Câmara anula votação que reprovou contas de 2017 do ex-prefeito Marco Alba

Em 4 de novembro de 2020, o próprio TCE-RS, por 5 votos a 1, já havia reconhecido a nulidade de parecer desaprovando as contas

A Câmara de Vereadores de Gravataí, em sessão realizada na última terça-feira, 14, voltou a confirmar a regularidade das contas de 2017 do ex-prefeito Marco Alba ao anular decisão da legislatura passada. Em 13 de outubro de 2020, com votos de vereadores dissidentes do MDB – contrariados por não terem conseguido indicar Jones Martins como candidato a prefeito na convenção do partido -, a Câmara havia votado em favor de parecer do Tribunal de Contas do Estado (TCE-RS) que, por erro de formalidade técnica, rejeitara as contas do ex-prefeito Marco Alba.
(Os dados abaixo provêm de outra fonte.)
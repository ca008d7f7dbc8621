//! Configuration management for sitefeed using the prefer crate.

use std::fs;
use std::path::PathBuf;
use std::time::Duration;

use serde::{Deserialize, Serialize};

use crate::notice::NoticeConfig;
use crate::reports::SelectionLimits;

/// Application settings.
#[derive(Debug, Clone)]
pub struct Settings {
    /// Base data directory.
    pub data_dir: PathBuf,
    /// State database filename.
    pub state_database: String,
    /// Report feed endpoint. Without one the reports pipeline degrades.
    pub feed_endpoint: Option<String>,
    /// User agent for the feed request (None = default).
    pub user_agent: Option<String>,
    /// Feed request timeout in seconds (None = wait indefinitely).
    pub request_timeout: Option<u64>,
    /// Report window and cap.
    pub limits: SelectionLimits,
    /// Update notice settings.
    pub notice: NoticeConfig,
}

impl Default for Settings {
    fn default() -> Self {
        let data_dir = dirs::data_dir()
            .unwrap_or_else(|| dirs::home_dir().unwrap_or_else(|| PathBuf::from(".")))
            .join("sitefeed");

        Self {
            data_dir,
            state_database: "state.db".to_string(),
            feed_endpoint: None,
            user_agent: None,
            request_timeout: None,
            limits: SelectionLimits::default(),
            notice: NoticeConfig::default(),
        }
    }
}

impl Settings {
    /// Create settings with a custom data directory.
    pub fn with_data_dir(data_dir: PathBuf) -> Self {
        Self {
            data_dir,
            ..Default::default()
        }
    }

    /// Get the full path to the state database.
    pub fn state_database_path(&self) -> PathBuf {
        self.data_dir.join(&self.state_database)
    }

    pub fn request_timeout(&self) -> Option<Duration> {
        self.request_timeout.map(Duration::from_secs)
    }

    /// Ensure the data directory exists.
    pub fn ensure_directories(&self) -> std::io::Result<()> {
        fs::create_dir_all(&self.data_dir)
    }
}

/// Configuration file structure.
#[derive(Debug, Clone, Default, Serialize, Deserialize)]
pub struct Config {
    /// Data directory (supports `~`).
    #[serde(default)]
    pub data_dir: Option<String>,
    /// State database filename.
    #[serde(default)]
    pub state_database: Option<String>,
    /// Report feed endpoint.
    #[serde(default)]
    pub feed_endpoint: Option<String>,
    /// User agent string.
    #[serde(default)]
    pub user_agent: Option<String>,
    /// Feed request timeout in seconds.
    #[serde(default)]
    pub request_timeout: Option<u64>,
    /// Drop reports older than this many days.
    #[serde(default)]
    pub expire_days: Option<u32>,
    /// Maximum number of reports rendered.
    #[serde(default)]
    pub max_reports: Option<usize>,
    /// Current update notice version tag.
    #[serde(default)]
    pub notice_version: Option<String>,
    /// Delay before the update notice appears, in milliseconds.
    #[serde(default)]
    pub notice_delay_ms: Option<u64>,
    /// Page opened by "view updates".
    #[serde(default)]
    pub updates_page: Option<String>,
    /// Page opened by "view update info".
    #[serde(default)]
    pub update_info_page: Option<String>,
}

impl Config {
    /// Load configuration using prefer crate.
    /// Automatically discovers sitefeed config files in standard locations.
    pub async fn load() -> Self {
        match prefer::load("sitefeed").await {
            Ok(pref_config) => Config {
                data_dir: pref_config.get("data_dir").ok(),
                state_database: pref_config.get("state_database").ok(),
                feed_endpoint: pref_config.get("feed_endpoint").ok(),
                user_agent: pref_config.get("user_agent").ok(),
                request_timeout: pref_config.get("request_timeout").ok(),
                expire_days: pref_config.get("expire_days").ok(),
                max_reports: pref_config.get("max_reports").ok(),
                notice_version: pref_config.get("notice_version").ok(),
                notice_delay_ms: pref_config.get("notice_delay_ms").ok(),
                updates_page: pref_config.get("updates_page").ok(),
                update_info_page: pref_config.get("update_info_page").ok(),
            },
            Err(_) => {
                // No config file found, use defaults
                Self::default()
            }
        }
    }

    /// Apply configuration to settings.
    pub fn apply_to_settings(&self, settings: &mut Settings) {
        if let Some(ref data_dir) = self.data_dir {
            let path = shellexpand::tilde(data_dir);
            settings.data_dir = PathBuf::from(path.as_ref());
        }
        if let Some(ref database) = self.state_database {
            settings.state_database = database.clone();
        }
        if let Some(ref endpoint) = self.feed_endpoint {
            settings.feed_endpoint = Some(endpoint.clone());
        }
        if let Some(ref user_agent) = self.user_agent {
            settings.user_agent = Some(user_agent.clone());
        }
        if let Some(timeout) = self.request_timeout {
            settings.request_timeout = Some(timeout);
        }
        if let Some(days) = self.expire_days {
            settings.limits.expire_days = days;
        }
        if let Some(max) = self.max_reports {
            settings.limits.max_reports = max;
        }
        if let Some(ref version) = self.notice_version {
            settings.notice.version = version.clone();
        }
        if let Some(delay) = self.notice_delay_ms {
            settings.notice.delay = Duration::from_millis(delay);
        }
        if let Some(ref page) = self.updates_page {
            settings.notice.updates_page = page.clone();
        }
        if let Some(ref page) = self.update_info_page {
            settings.notice.update_info_page = page.clone();
        }
    }
}

/// Load settings from configuration (async version).
pub async fn load_settings() -> Settings {
    let config = Config::load().await;
    let mut settings = Settings::default();
    config.apply_to_settings(&mut settings);
    settings
}
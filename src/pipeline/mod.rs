//! Page bootstrap: pick a pipeline and drive it to completion.
//!
//! The surrounding page supplies a [`PageMode`] and a [`PageHooks`]
//! implementation. Bootstrap initializes elements and the preloader, builds a
//! [`PageContext`], and runs either the reports pipeline or the gallery
//! pipeline. Feed and collaborator failures end in a degraded outcome (progress
//! at 100, preloader hidden); only init hook failures are errors.

mod bootstrap;
mod detect;

pub use bootstrap::{Bootstrap, FAILURE_MESSAGE, LOADING_MESSAGE};

use std::sync::Arc;

use async_trait::async_trait;
use thiserror::Error;

use crate::progress::{ProgressReporter, ProgressSinks};
use crate::render::Mount;
use crate::reports::RawRecord;
use crate::scheduler::Scheduler;
use crate::state::StateStore;

/// Gallery items are untyped sheet rows, like report rows.
pub type Asset = RawRecord;

/// Which pipeline a page runs.
#[derive(Debug, Clone, Copy, PartialEq, Eq)]
pub enum PageMode {
    /// The page hosts the reports list.
    Reports,
    /// The page hosts the asset gallery.
    Gallery,
    /// Neither; no pipeline runs.
    Other,
}

impl PageMode {
    /// Classify from element presence. Reports wins when both are present.
    pub fn from_flags(has_reports: bool, has_gallery: bool) -> Self {
        if has_reports {
            PageMode::Reports
        } else if has_gallery {
            PageMode::Gallery
        } else {
            PageMode::Other
        }
    }

    pub fn as_str(&self) -> &'static str {
        match self {
            PageMode::Reports => "reports",
            PageMode::Gallery => "gallery",
            PageMode::Other => "other",
        }
    }
}

impl std::fmt::Display for PageMode {
    fn fmt(&self, f: &mut std::fmt::Formatter<'_>) -> std::fmt::Result {
        f.write_str(self.as_str())
    }
}

/// Elements resolved by [`PageHooks::init_elements`].
#[derive(Default)]
pub struct PageElements {
    /// Where report cards are rendered.
    pub reports_mount: Option<Box<dyn Mount>>,
}

/// Collaborators supplied by the surrounding page.
///
/// `init_elements` and `init_preloader` are required. Everything else
/// defaults to a no-op, so a page only implements what it has.
#[async_trait]
pub trait PageHooks: Send {
    /// Resolve the page's mounts. Failure aborts the load.
    fn init_elements(&mut self) -> anyhow::Result<PageElements>;

    /// Resolve the progress sinks. Failure aborts the load.
    fn init_preloader(&mut self) -> anyhow::Result<ProgressSinks>;

    fn init_favorites(&mut self) -> anyhow::Result<()> {
        Ok(())
    }

    fn init_paging(&mut self) -> anyhow::Result<()> {
        Ok(())
    }

    fn init_placeholders(&mut self) -> anyhow::Result<()> {
        Ok(())
    }

    /// Fetch the gallery rows. No source means an empty gallery.
    async fn load_assets(&mut self) -> anyhow::Result<Vec<Asset>> {
        Ok(Vec::new())
    }

    /// Build display cards for the gallery.
    async fn create_asset_cards(&mut self, _assets: &[Asset]) -> anyhow::Result<()> {
        Ok(())
    }

    /// Run the preloader animation; `final_pass` plays the closing sequence.
    async fn cycle_preloader_frames(&mut self, _final_pass: bool) -> anyhow::Result<()> {
        Ok(())
    }

    /// Show gallery page `page` (1-based).
    fn go_to_page(&mut self, _page: u32) {}
}

/// Per-load context handed to each stage in place of global element lookups.
pub struct PageContext {
    pub progress: ProgressReporter,
    pub mount: Option<Box<dyn Mount>>,
    pub store: Arc<dyn StateStore>,
    pub scheduler: Arc<dyn Scheduler>,
}

impl PageContext {
    pub fn new(
        elements: PageElements,
        sinks: ProgressSinks,
        store: Arc<dyn StateStore>,
        scheduler: Arc<dyn Scheduler>,
    ) -> Self {
        Self {
            progress: ProgressReporter::new(sinks, scheduler.clone()),
            mount: elements.reports_mount,
            store,
            scheduler,
        }
    }
}

/// How a page load ended.
#[derive(Debug, Clone, PartialEq, Eq)]
pub enum PipelineOutcome {
    /// Reports pipeline finished; this many cards were rendered.
    Rendered(usize),
    /// Gallery pipeline finished and restored this page.
    GalleryReady { page: u32 },
    /// A stage failed; the indicator was forced to completion.
    Degraded(String),
    /// The page matched no pipeline.
    Skipped,
}

/// A required init hook failed; nothing ran.
#[derive(Debug, Error)]
pub enum BootstrapError {
    #[error("Element initialization failed")]
    Elements(#[source] anyhow::Error),

    #[error("Preloader initialization failed")]
    Preloader(#[source] anyhow::Error),
}
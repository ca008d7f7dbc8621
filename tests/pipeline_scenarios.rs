//! End-to-end page loads against in-memory collaborators.

use std::sync::{Arc, Mutex};

use async_trait::async_trait;
use chrono::{DateTime, Duration, TimeZone, Utc};
use serde_json::json;

use sitefeed::feed::{FeedError, FeedLoader, StaticFeed};
use sitefeed::pipeline::{
    Asset, Bootstrap, BootstrapError, PageElements, PageHooks, PageMode, PipelineOutcome,
    FAILURE_MESSAGE, LOADING_MESSAGE,
};
use sitefeed::progress::{ProgressEvent, ProgressSinks, RecordingSink};
use sitefeed::render::{templates, HtmlMount};
use sitefeed::reports::RawRecord;
use sitefeed::scheduler::InstantScheduler;
use sitefeed::state::{keys, MemoryStore, StateStore};

fn now() -> DateTime<Utc> {
    Utc.with_ymd_and_hms(2025, 3, 15, 12, 0, 0).unwrap()
}

#[derive(Default)]
struct TestHooks {
    mount: HtmlMount,
    sink: RecordingSink,
    calls: Arc<Mutex<Vec<String>>>,
    fail_elements: bool,
    fail_preloader: bool,
    fail_assets: bool,
    fail_cards: bool,
    with_mount: bool,
}

impl TestHooks {
    fn new() -> Self {
        Self {
            with_mount: true,
            ..Default::default()
        }
    }

    fn record(&self, call: impl Into<String>) {
        self.calls.lock().unwrap().push(call.into());
    }

    fn calls(&self) -> Vec<String> {
        self.calls.lock().unwrap().clone()
    }
}

#[async_trait]
impl PageHooks for TestHooks {
    fn init_elements(&mut self) -> anyhow::Result<PageElements> {
        if self.fail_elements {
            anyhow::bail!("missing #preloader");
        }
        let reports_mount: Option<Box<dyn sitefeed::render::Mount>> = if self.with_mount {
            Some(Box::new(self.mount.clone()))
        } else {
            None
        };
        Ok(PageElements { reports_mount })
    }

    fn init_preloader(&mut self) -> anyhow::Result<ProgressSinks> {
        if self.fail_preloader {
            anyhow::bail!("missing #progress-fill");
        }
        Ok(ProgressSinks::all(self.sink.clone()))
    }

    fn init_paging(&mut self) -> anyhow::Result<()> {
        self.record("init_paging");
        Ok(())
    }

    async fn load_assets(&mut self) -> anyhow::Result<Vec<Asset>> {
        self.record("load_assets");
        if self.fail_assets {
            anyhow::bail!("sheet unreachable");
        }
        Ok(vec![RawRecord::from(json!({"name": "one"}))])
    }

    async fn create_asset_cards(&mut self, assets: &[Asset]) -> anyhow::Result<()> {
        self.record(format!("create_asset_cards {}", assets.len()));
        if self.fail_cards {
            anyhow::bail!("card template missing");
        }
        Ok(())
    }

    async fn cycle_preloader_frames(&mut self, final_pass: bool) -> anyhow::Result<()> {
        self.record(format!("cycle_preloader_frames {}", final_pass));
        Ok(())
    }

    fn go_to_page(&mut self, page: u32) {
        self.record(format!("go_to_page {}", page));
    }
}

struct RejectingFeed;

#[async_trait]
impl FeedLoader for RejectingFeed {
    async fn load_feed(&self) -> Result<Vec<RawRecord>, FeedError> {
        Err(FeedError::Unavailable("HTTP 403 Forbidden".to_string()))
    }
}

fn bootstrap(feed: Arc<dyn FeedLoader>, store: Arc<MemoryStore>) -> Bootstrap {
    Bootstrap::new(feed, store, Arc::new(InstantScheduler::new())).with_fixed_clock(now())
}

fn feed_of(rows: serde_json::Value) -> Arc<dyn FeedLoader> {
    Arc::new(StaticFeed::new(rows.to_string()))
}

#[tokio::test]
async fn single_fresh_report_is_rendered() {
    let feed = feed_of(json!([{"ID": "1", "title": "Bug", "created": now().to_rfc3339()}]));
    let mut hooks = TestHooks::new();

    let outcome = bootstrap(feed, Arc::new(MemoryStore::new()))
        .run(PageMode::Reports, &mut hooks)
        .await
        .unwrap();

    assert_eq!(outcome, PipelineOutcome::Rendered(1));
    let html = hooks.mount.contents();
    assert!(html.contains("#1"));
    assert!(!html.contains("No active reports."));
    assert_eq!(hooks.sink.fills(), vec![5, 30, 75, 100]);
    assert_eq!(hooks.sink.labels().first().map(String::as_str), Some(LOADING_MESSAGE));
    assert!(hooks.sink.events().contains(&ProgressEvent::LoadedShown));
    assert_eq!(hooks.sink.events().last(), Some(&ProgressEvent::Hidden));
}

#[tokio::test]
async fn expired_report_shows_empty_state() {
    let created = (now() - Duration::days(10)).to_rfc3339();
    let feed = feed_of(json!([{"ID": "1", "title": "Old", "created": created}]));
    let mut hooks = TestHooks::new();

    let outcome = bootstrap(feed, Arc::new(MemoryStore::new()))
        .run(PageMode::Reports, &mut hooks)
        .await
        .unwrap();

    assert_eq!(outcome, PipelineOutcome::Rendered(0));
    assert_eq!(hooks.mount.contents(), templates::EMPTY_STATE);
}

#[tokio::test]
async fn report_without_id_is_excluded() {
    let feed = feed_of(json!([{
        "title": "No id",
        "paragraph": "body",
        "created": now().to_rfc3339(),
        "type": "bug",
        "status": "open",
    }]));
    let mut hooks = TestHooks::new();

    let outcome = bootstrap(feed, Arc::new(MemoryStore::new()))
        .run(PageMode::Reports, &mut hooks)
        .await
        .unwrap();

    assert_eq!(outcome, PipelineOutcome::Rendered(0));
    assert_eq!(hooks.mount.contents(), templates::EMPTY_STATE);
}

#[tokio::test]
async fn rejected_feed_degrades_to_completion() {
    let mut hooks = TestHooks::new();

    let outcome = bootstrap(Arc::new(RejectingFeed), Arc::new(MemoryStore::new()))
        .run(PageMode::Reports, &mut hooks)
        .await
        .unwrap();

    assert!(matches!(outcome, PipelineOutcome::Degraded(_)));
    assert_eq!(hooks.sink.fills().last(), Some(&100));
    assert_eq!(
        hooks.sink.labels().last().map(String::as_str),
        Some(FAILURE_MESSAGE)
    );
    assert!(hooks.sink.is_hidden());
    // Nothing was rendered
    assert!(hooks.mount.contents().is_empty());
}

#[tokio::test]
async fn malformed_feed_degrades_like_unavailable() {
    let feed = feed_of(json!({"error": "quota exceeded"}));
    let mut hooks = TestHooks::new();

    let outcome = bootstrap(feed, Arc::new(MemoryStore::new()))
        .run(PageMode::Reports, &mut hooks)
        .await
        .unwrap();

    match outcome {
        PipelineOutcome::Degraded(reason) => assert!(reason.contains("malformed")),
        other => panic!("expected degraded outcome, got {:?}", other),
    }
    assert!(hooks.sink.is_hidden());
}

#[tokio::test]
async fn identical_timestamps_keep_feed_order() {
    let created = (now() - Duration::hours(2)).to_rfc3339();
    let feed = feed_of(json!([
        {"ID": "first", "title": "A", "created": created},
        {"ID": "second", "title": "B", "created": created},
    ]));
    let mut hooks = TestHooks::new();

    let outcome = bootstrap(feed, Arc::new(MemoryStore::new()))
        .run(PageMode::Reports, &mut hooks)
        .await
        .unwrap();

    assert_eq!(outcome, PipelineOutcome::Rendered(2));
    let html = hooks.mount.contents();
    assert!(html.find("#first").unwrap() < html.find("#second").unwrap());
}

#[tokio::test]
async fn missing_mount_still_completes() {
    let feed = feed_of(json!([{"ID": "1", "title": "Bug", "created": now().to_rfc3339()}]));
    let mut hooks = TestHooks {
        with_mount: false,
        ..TestHooks::new()
    };

    let outcome = bootstrap(feed, Arc::new(MemoryStore::new()))
        .run(PageMode::Reports, &mut hooks)
        .await
        .unwrap();

    assert_eq!(outcome, PipelineOutcome::Rendered(1));
    assert!(hooks.sink.is_hidden());
}

#[tokio::test]
async fn init_failure_runs_nothing() {
    let mut hooks = TestHooks {
        fail_elements: true,
        ..TestHooks::new()
    };

    let result = bootstrap(Arc::new(RejectingFeed), Arc::new(MemoryStore::new()))
        .run(PageMode::Gallery, &mut hooks)
        .await;

    assert!(matches!(result, Err(BootstrapError::Elements(_))));
    assert!(hooks.calls().is_empty());
    assert!(hooks.sink.events().is_empty());
}

#[tokio::test]
async fn other_pages_are_skipped() {
    let mut hooks = TestHooks::new();
    let outcome = bootstrap(Arc::new(RejectingFeed), Arc::new(MemoryStore::new()))
        .run(PageMode::Other, &mut hooks)
        .await
        .unwrap();

    assert_eq!(outcome, PipelineOutcome::Skipped);
    assert!(hooks.sink.events().is_empty());
}

#[tokio::test]
async fn gallery_restores_saved_page() {
    let store = Arc::new(MemoryStore::new());
    store.set_session(keys::CURRENT_PAGE, "3").unwrap();
    let scheduler = Arc::new(InstantScheduler::new());
    let mut hooks = TestHooks::new();

    let outcome = Bootstrap::new(Arc::new(RejectingFeed), store, scheduler.clone())
        .run(PageMode::Gallery, &mut hooks)
        .await
        .unwrap();

    assert_eq!(outcome, PipelineOutcome::GalleryReady { page: 3 });
    assert_eq!(
        hooks.calls(),
        vec![
            "init_paging",
            "load_assets",
            "create_asset_cards 1",
            "cycle_preloader_frames true",
            "go_to_page 3",
        ]
    );
    assert_eq!(hooks.sink.fills(), vec![5, 60, 85, 100]);
    assert_eq!(scheduler.frames(), 1);
    assert!(hooks.sink.is_hidden());
}

#[tokio::test]
async fn gallery_defaults_to_first_page() {
    let mut hooks = TestHooks::new();
    let outcome = bootstrap(Arc::new(RejectingFeed), Arc::new(MemoryStore::new()))
        .run(PageMode::Gallery, &mut hooks)
        .await
        .unwrap();

    assert_eq!(outcome, PipelineOutcome::GalleryReady { page: 1 });
    assert_eq!(hooks.calls().last().map(String::as_str), Some("go_to_page 1"));
}

#[tokio::test]
async fn gallery_failure_hides_immediately() {
    let scheduler = Arc::new(InstantScheduler::new());
    let mut hooks = TestHooks {
        fail_assets: true,
        ..TestHooks::new()
    };

    let outcome = Bootstrap::new(
        Arc::new(RejectingFeed),
        Arc::new(MemoryStore::new()),
        scheduler.clone(),
    )
    .run(PageMode::Gallery, &mut hooks)
    .await
    .unwrap();

    assert!(matches!(outcome, PipelineOutcome::Degraded(_)));
    assert_eq!(hooks.sink.fills(), vec![5, 100]);
    assert!(hooks.sink.is_hidden());
    // Immediate hide skips the fade wait; no page restore after failure
    assert!(scheduler.waits().is_empty());
    assert!(!hooks.calls().iter().any(|c| c.starts_with("go_to_page")));
}

#[tokio::test]
async fn preloader_init_failure_runs_nothing() {
    let mut hooks = TestHooks {
        fail_preloader: true,
        ..TestHooks::new()
    };

    let result = bootstrap(Arc::new(RejectingFeed), Arc::new(MemoryStore::new()))
        .run(PageMode::Reports, &mut hooks)
        .await;

    assert!(matches!(result, Err(BootstrapError::Preloader(_))));
    assert!(hooks.sink.events().is_empty());
    assert!(hooks.mount.contents().is_empty());
}

#[tokio::test]
async fn gallery_card_failure_completes_immediately() {
    let scheduler = Arc::new(InstantScheduler::new());
    let mut hooks = TestHooks {
        fail_cards: true,
        ..TestHooks::new()
    };

    let outcome = Bootstrap::new(
        Arc::new(RejectingFeed),
        Arc::new(MemoryStore::new()),
        scheduler.clone(),
    )
    .run(PageMode::Gallery, &mut hooks)
    .await
    .unwrap();

    match outcome {
        PipelineOutcome::Degraded(reason) => assert!(reason.contains("card template missing")),
        other => panic!("expected degraded outcome, got {:?}", other),
    }
    assert_eq!(hooks.sink.fills(), vec![5, 60, 100]);
    assert!(hooks.sink.is_hidden());
    assert!(scheduler.waits().is_empty());
    assert_eq!(scheduler.frames(), 0);
    assert!(!hooks
        .calls()
        .iter()
        .any(|c| c.starts_with("cycle_preloader_frames") || c.starts_with("go_to_page")));
}
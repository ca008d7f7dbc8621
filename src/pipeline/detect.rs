//! Page mode detection from an HTML document.

use scraper::{Html, Selector};

use super::PageMode;

const REPORTS_SELECTOR: &str = "#reports";
const GALLERY_SELECTOR: &str = "#container";

impl PageMode {
    /// Classify a page by probing for the reports mount and gallery container.
    pub fn detect_html(html: &str) -> Self {
        let document = Html::parse_document(html);
        PageMode::from_flags(
            has_match(&document, REPORTS_SELECTOR),
            has_match(&document, GALLERY_SELECTOR),
        )
    }
}

fn has_match(document: &Html, selector: &str) -> bool {
    match Selector::parse(selector) {
        Ok(sel) => document.select(&sel).next().is_some(),
        Err(_) => false,
    }
}
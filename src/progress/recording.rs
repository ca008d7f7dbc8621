//! In-memory sink that records everything it is told.

use std::sync::{Arc, Mutex};

use super::{FillSink, LabelSink, PreloaderSink};

#[derive(Debug, Clone, PartialEq, Eq)]
pub enum ProgressEvent {
    Fill(u8),
    Label(String),
    FadeStarted,
    Hidden,
    LoadedShown,
}

/// Cloneable recorder; clones share one event log.
#[derive(Debug, Clone, Default)]
pub struct RecordingSink {
    events: Arc<Mutex<Vec<ProgressEvent>>>,
}

impl RecordingSink {
    pub fn new() -> Self {
        Self::default()
    }

    pub fn events(&self) -> Vec<ProgressEvent> {
        self.events.lock().map(|e| e.clone()).unwrap_or_default()
    }

    pub fn fills(&self) -> Vec<u8> {
        self.events()
            .into_iter()
            .filter_map(|e| match e {
                ProgressEvent::Fill(v) => Some(v),
                _ => None,
            })
            .collect()
    }

    pub fn labels(&self) -> Vec<String> {
        self.events()
            .into_iter()
            .filter_map(|e| match e {
                ProgressEvent::Label(text) => Some(text),
                _ => None,
            })
            .collect()
    }

    pub fn is_hidden(&self) -> bool {
        self.events().contains(&ProgressEvent::Hidden)
    }

    fn push(&self, event: ProgressEvent) {
        if let Ok(mut events) = self.events.lock() {
            events.push(event);
        }
    }
}

impl FillSink for RecordingSink {
    fn set_width(&mut self, percent: u8) {
        self.push(ProgressEvent::Fill(percent));
    }
}

impl LabelSink for RecordingSink {
    fn set_text(&mut self, text: &str) {
        self.push(ProgressEvent::Label(text.to_string()));
    }
}

impl PreloaderSink for RecordingSink {
    fn begin_fade(&mut self) {
        self.push(ProgressEvent::FadeStarted);
    }

    fn hide(&mut self) {
        self.push(ProgressEvent::Hidden);
    }

    fn show_loaded(&mut self) {
        self.push(ProgressEvent::LoadedShown);
    }
}
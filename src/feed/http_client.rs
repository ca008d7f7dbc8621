//! HTTP feed loader.

use std::time::Duration;

use async_trait::async_trait;
use reqwest::header::{CACHE_CONTROL, PRAGMA};
use reqwest::Client;
use tracing::debug;
use url::Url;

use super::{parse_feed, FeedError, FeedLoader};
use crate::reports::RawRecord;

const USER_AGENT: &str = concat!("sitefeed/", env!("CARGO_PKG_VERSION"));

/// Resolve user agent from config value.
/// - None => default sitefeed user agent
/// - other => custom user agent string
pub fn resolve_user_agent(config: Option<&str>) -> String {
    match config {
        None => USER_AGENT.to_string(),
        Some(custom) => custom.to_string(),
    }
}

/// Fetches the feed from a fixed endpoint.
#[derive(Clone)]
pub struct HttpFeedLoader {
    client: Client,
    endpoint: Url,
}

impl HttpFeedLoader {
    /// Create a loader with no request deadline.
    pub fn new(endpoint: &str) -> Result<Self, FeedError> {
        Self::with_options(endpoint, None, None)
    }

    /// Create a loader with a custom user agent and optional timeout.
    pub fn with_options(
        endpoint: &str,
        user_agent_config: Option<&str>,
        timeout: Option<Duration>,
    ) -> Result<Self, FeedError> {
        let endpoint = Url::parse(endpoint)
            .map_err(|e| FeedError::InvalidEndpoint(format!("{}: {}", endpoint, e)))?;
        if !matches!(endpoint.scheme(), "http" | "https") {
            return Err(FeedError::InvalidEndpoint(format!(
                "unsupported scheme '{}'",
                endpoint.scheme()
            )));
        }

        let mut builder = Client::builder()
            .user_agent(resolve_user_agent(user_agent_config))
            .gzip(true)
            .brotli(true);
        if let Some(timeout) = timeout {
            builder = builder.timeout(timeout);
        }
        let client = builder
            .build()
            .map_err(|e| FeedError::Unavailable(format!("failed to build HTTP client: {}", e)))?;

        Ok(Self { client, endpoint })
    }

    pub fn endpoint(&self) -> &str {
        self.endpoint.as_str()
    }
}

#[async_trait]
impl FeedLoader for HttpFeedLoader {
    async fn load_feed(&self) -> Result<Vec<RawRecord>, FeedError> {
        debug!("Fetching feed from {}", self.endpoint);

        // Always hit the origin; the feed must reflect the latest state
        let resp = self
            .client
            .get(self.endpoint.clone())
            .header(CACHE_CONTROL, "no-store")
            .header(PRAGMA, "no-cache")
            .send()
            .await
            .map_err(|e| FeedError::Unavailable(e.to_string()))?;

        if !resp.status().is_success() {
            return Err(FeedError::Unavailable(format!("HTTP {}", resp.status())));
        }

        let body = resp
            .text()
            .await
            .map_err(|e| FeedError::Unavailable(e.to_string()))?;

        let rows = parse_feed(&body)?;
        debug!("Feed returned {} rows", rows.len());
        Ok(rows)
    }
}
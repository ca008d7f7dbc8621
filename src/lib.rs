//! sitefeed: report feed ingestion, selection and rendering for a static site.
//!
//! A page load picks a [`pipeline::PageMode`], runs the matching pipeline
//! through a [`pipeline::Bootstrap`], and reports staged progress until the
//! preloader is hidden. Update notice visibility is tracked separately by
//! [`notice::NoticeController`] against a [`state::StateStore`].

pub mod config;
pub mod feed;
pub mod notice;
pub mod pipeline;
pub mod progress;
pub mod render;
pub mod reports;
pub mod scheduler;
pub mod state;
pub mod util;

pub use config::{load_settings, Config, Settings};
A votação foi encaminhada pelo presidente do Legislativo, vereador Alan Vieira (MDB), que pautou o requerimento após receber requerimento de Aloísio Zimer, advogado do ex-prefeito, solicitando a revisão da votação. Zimer alegou que o TCE suspendeu a reprovação de contas do exercício de 2017 pela falta de direito de defesa.

A decisão da última terça-feira repõe a verdade. Em 4 de novembro de 2020, o próprio TCE-RS, por 5 votos a 1, reconheceu a nulidade de parecer que havia desaprovado as contas, ordenando a retomada do processo para “regular instrução”. Com isso, o prefeito pôde fazer todos os esclarecimentos, que eram de ordem técnica e formal.

Um dos principais legados dos governos Marco Alba (2013-2016 e 2017-2020) foram justamente a correção dos atos e a transparência, tanto assim que houve o reconhecimento pelo próprio TCE e pelo Ministério Público de Contas por boas práticas de gestão. “O questionamento que havia por parte do TCE era de ordem técnica, jamais apontando para qualquer irregularidade”, ressalta o ex-prefeito.

Entre os apontamentos feitos pelo TCE-RS, para os quais não houve a oportunidade para o prefeito contestar, estão o atraso de um dia na publicação de relatórios fiscais e a não entrega das atas de balanço de exercício anterior. Não havia no parecer do TCE-RS apontamento de irregularidade insanável nem danos aos cofres públicos, tanto que não foi aplicada nenhuma multa ou pedido de devolução de dinheiro ao prefeito.